Quality of work and fame: correlation or causation? How much credence should be given to famous people’s opinions? [Hint: fame doesn’t come with free IQ points.]
The quality of one’s work is only a small part of fame. In fact the reason for fame may in fact have nothing to do with work and everything to do with luck. But we conflate the two.
We pay attention to the sentiments of prominent actors and politicians because they are prominent more than because of the presence of substance.
Where fame is the result of one’s work, there is the issue of incentive to float the boat of that work and not do or say anything controversial that may change current perception of it or of the creator.
Most people like to believe they wouldn’t have helped Hitler exterminate the jews, either by being informants or actual soldiers; and many of those people believe they would have stood up for the Jews.
But that’s what all the Germans thought pre-Hitler. The reality is that most people today would have conformed out of fear, and many would have been persuaded by Hitler.1 I say this because it highlights something fundamental about human nature, namely that we don’t like to stick out.
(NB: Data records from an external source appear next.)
//! Common test utilities for integration tests.

pub mod failing_network;
pub mod fixtures;

// Re-export common types
pub use failing_network::*;
pub use fixtures::*;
True contrarians are rare.
When a person becomes famous because of their work they’ll likely forever be known for that work: generally, it’s fear not laziness which prevents further groundbreaking work being done.
It’s not even that one needs to be a true contrarian to not fall victim to this tendency; it’s just that the tendency is so, so strong.
The quality of one’s work is only a small part of fame. Realising this will not only encourage more critical parsing of information spouted by those in the spotlight but also better align your own incentives to produce great work, whatever your domain.